For months, Moscow has been suggesting that Western military involvement in Ukraine, even something as mild as providing the Ukrainian military with certain arms, would be taken as an act of war against Russia. Like Putin's threats to use nuclear weapons, this has been shrugged off as bluster, mere rhetoric, just for scoring domestic political points.
What Buzhinsky was trying to underline to me was that the threats are real — that Russia might consider its interests in Ukraine so vital that it would risk or even fight a war to protect them. He was not alone in saying this — I heard it from many others in Moscow, including Russian analysts who are critical of their country's Ukraine policy as too aggressive.
Buzhinsky explained that Russia had set this as a red line out of the fear that a Ukrainian reconquest of eastern Ukraine would lead to "the physical extermination of the people of Donbas," many of whom are Russian speakers with cultural links to Russia. Russian state media has drilled this fear into the peoples of Ukraine and Russia for a year now. It does not have to be true to serve as casus belli; Moscow deployed a similar justification for its annexation of Crimea.
The connection to Ukraine is often expressed by everyday Russians as an issue of cultural heritage; Kievan Rus, a medieval Slavic federation with its capital in the present-day Ukrainian capital of Kiev, is something like Russia's predecessor state.

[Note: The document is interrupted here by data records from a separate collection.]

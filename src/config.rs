//! Configuration loading from TOML with environment variable resolution.
//!
//! Reads `config.toml` and deserializes into strongly-typed structs.
//! Secrets (API keys) are referenced by env-var name in the config and
//! resolved at runtime via `std::env::var`; a missing variable leaves the
//! integration in mock mode rather than failing startup.

use anyhow::{Context, Result};
use secrecy::Secret;
use serde::Deserialize;
use std::fs;

/// Top-level application configuration.
#[derive(Debug, Deserialize, Clone)]
pub struct AppConfig {
    pub agent: AgentConfig,
    pub server: ServerConfig,
    pub storage: StorageConfig,
    pub integrations: IntegrationsConfig,
}

#[derive(Debug, Deserialize, Clone)]
pub struct AgentConfig {
    pub name: String,
    pub cycle_interval_secs: u64,
    /// Predicted score at which an opportunity is traded.
    pub score_threshold: f64,
    /// Predicted score at which a voice alert is dispatched.
    pub anomaly_threshold: f64,
    pub crypto_watchlist: Vec<String>,
    pub stock_watchlist: Vec<String>,
}

#[derive(Debug, Deserialize, Clone)]
pub struct ServerConfig {
    pub host: String,
    pub port: u16,
}

#[derive(Debug, Deserialize, Clone)]
pub struct StorageConfig {
    pub state_file: String,
}

#[derive(Debug, Deserialize, Clone)]
pub struct IntegrationsConfig {
    pub brokerage: BrokerageConfig,
    pub search: VendorConfig,
    pub datasync: DatasyncConfig,
    pub vision: VendorConfig,
    pub graph: GraphConfig,
    pub predictor: VendorConfig,
    pub navigator: VendorConfig,
    pub ledger: VendorConfig,
    pub voice: VendorConfig,
    pub context: VendorConfig,
}

#[derive(Debug, Deserialize, Clone)]
pub struct BrokerageConfig {
    pub api_key_env: String,
    /// Base64-encoded Ed25519 seed for request signing.
    pub private_key_env: String,
    pub base_url: String,
}

/// Generic vendor section: an API-key env-var name and a base URL.
#[derive(Debug, Deserialize, Clone)]
pub struct VendorConfig {
    pub api_key_env: String,
    #[serde(default)]
    pub base_url: Option<String>,
}

#[derive(Debug, Deserialize, Clone)]
pub struct DatasyncConfig {
    pub api_key_env: String,
    pub base_url: String,
    #[serde(default)]
    pub workspace_id: Option<String>,
}

#[derive(Debug, Deserialize, Clone)]
pub struct GraphConfig {
    pub uri: String,
    pub username: String,
    pub password_env: String,
}

impl AppConfig {
    /// Load configuration from a TOML file.
    pub fn load(path: &str) -> Result<Self> {
        let contents = fs::read_to_string(path)
            .with_context(|| format!("Failed to read config file: {path}"))?;
        let config: AppConfig = toml::from_str(&contents)
            .with_context(|| format!("Failed to parse config file: {path}"))?;
        Ok(config)
    }

    /// Resolve an environment variable name to its value.
    /// Useful for loading secrets referenced in the config.
    pub fn resolve_env(env_name: &str) -> Result<String> {
        std::env::var(env_name)
            .with_context(|| format!("Environment variable not set: {env_name}"))
    }

    /// Resolve a secret env var, returning None when unset or empty.
    /// Integrations fall back to mock mode in that case.
    pub fn resolve_secret(env_name: &str) -> Option<Secret<String>> {
        match std::env::var(env_name) {
            Ok(v) if !v.trim().is_empty() => Some(Secret::new(v)),
            _ => None,
        }
    }
}
//! Context store: agent working memory and workflow state.

use anyhow::Result;
use async_trait::async_trait;
use chrono::Utc;
use serde_json::Value;
use std::collections::HashMap;
use tokio::sync::RwLock;
use tracing::info;

use crate::config::{AppConfig, VendorConfig};

use super::{Integration, IntegrationHealth, Mode};

struct ContextState {
    context: HashMap<String, Value>,
    workflow_state: String,
}

pub struct ContextStore {
    api_key_env: String,
    state: RwLock<ContextState>,
}

impl ContextStore {
    pub fn new(config: &VendorConfig) -> Self {
        Self {
            api_key_env: config.api_key_env.clone(),
            state: RwLock::new(ContextState {
                context: HashMap::new(),
                workflow_state: "idle".to_string(),
            }),
        }
    }

    /// A copy of the full context map.
    pub async fn get_context(&self) -> HashMap<String, Value> {
        self.state.read().await.context.clone()
    }

    pub async fn get(&self, key: &str) -> Option<Value> {
        self.state.read().await.context.get(key).cloned()
    }

    pub async fn update_context(&self, key: &str, value: Value) {
        let mut state = self.state.write().await;
        state.context.insert(key.to_string(), value);
        state.context.insert(
            "last_updated".to_string(),
            Value::String(Utc::now().to_rfc3339()),
        );
    }

    pub async fn get_workflow_state(&self) -> String {
        self.state.read().await.workflow_state.clone()
    }

    /// Record the pipeline step the agent is currently in.
    pub async fn set_workflow_state(&self, workflow_state: &str) {
        {
            let mut state = self.state.write().await;
            state.workflow_state = workflow_state.to_string();
        }
        self.update_context("workflow_state", Value::String(workflow_state.to_string()))
            .await;
    }
}

#[async_trait]
impl Integration for ContextStore {
    fn name(&self) -> &'static str {
        "context"
    }

    async fn initialize(&self) -> Result<()> {
        let mut state = self.state.write().await;
        state.context.insert(
            "agent_id".to_string(),
            Value::String("arbitrage-agent-v1".to_string()),
        );
        state.context.insert(
            "started_at".to_string(),
            Value::String(Utc::now().to_rfc3339()),
        );
        state
            .context
            .insert("mode".to_string(), Value::String("autonomous".to_string()));
        info!("Context store initialized");
        Ok(())
    }

    async fn health(&self) -> IntegrationHealth {
        let mode = if AppConfig::resolve_secret(&self.api_key_env).is_some() {
            Mode::Live
        } else {
            Mode::Mock
        };
        let keys = self.state.read().await.context.len();
        IntegrationHealth::with_detail(mode, format!("{keys} context keys"))
    }

    async fn shutdown(&self) {
        self.state.write().await.context.clear();
    }
}
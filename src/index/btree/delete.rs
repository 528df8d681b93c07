//! Deletion without rebalancing.

use tracing::trace;

use super::leaf_page::LeafPage;
use super::BPlusTree;
use crate::common::{Error, Result, Rid};
use crate::storage::page::PageType;

impl BPlusTree<'_> {
    /// Remove `rid` from the encoded `key`'s RID list, dropping the entry
    /// when it was the last one.
    ///
    /// Nodes are never merged or rebalanced, so a leaf may end up empty and
    /// stays in the sibling chain.
    ///
    /// # Errors
    /// - `Error::NotFound` if the file is empty, the key is absent or
    ///   tombstoned, or the key does not list `rid`
    /// - `Error::TypeMismatch` if the file holds another key type
    pub fn delete(&mut self, key: &[u8], rid: Rid) -> Result<()> {
        let meta = self.load_meta()?.ok_or(Error::NotFound)?;
        let leaf_id = self.find_leaf(&meta, key)?;
        let mut page = self.read_page(leaf_id, PageType::BTreeLeaf)?;

        let mut leaf = LeafPage::new(&mut page);
        let index = match leaf.find(self.key_type, key) {
            Ok(i) if !leaf.is_tombstone(i) => i,
            _ => return Err(Error::NotFound),
        };
        let n = leaf.rid_position(index, rid).ok_or(Error::NotFound)?;

        if leaf.rid_count(index) == 1 {
            leaf.remove_entry(index);
        } else {
            leaf.remove_rid(index, n);
        }
        trace!(leaf = leaf_id.0, %rid, "delete");

        self.write_page(leaf_id, &mut page)
    }
}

But this is likely about more than nationalism or kinship with Russian-speaking Ukrainians. Moscow is notorious for its conviction that the US is bent on Russia's destruction, or at least its subjugation. It is paranoid and painfully aware of its isolation and its comparative weakness. A hostile and pro-Western Ukraine, Putin may have concluded, would pose an existential threat by further weakening Russia beyond what it can afford.
Allison and Simes, in their essay on the risk of war, described Ukraine as a potential ground zero for wider conflict because of this.
"Russia’s establishment sentiment holds that the country can never be secure if Ukraine joins NATO or becomes a part of a hostile Euro-Atlantic community," they wrote. "From [Moscow's] perspective, this makes Ukraine’s non-adversarial status a non-negotiable demand for any Russia powerful enough to defend its national-security interests."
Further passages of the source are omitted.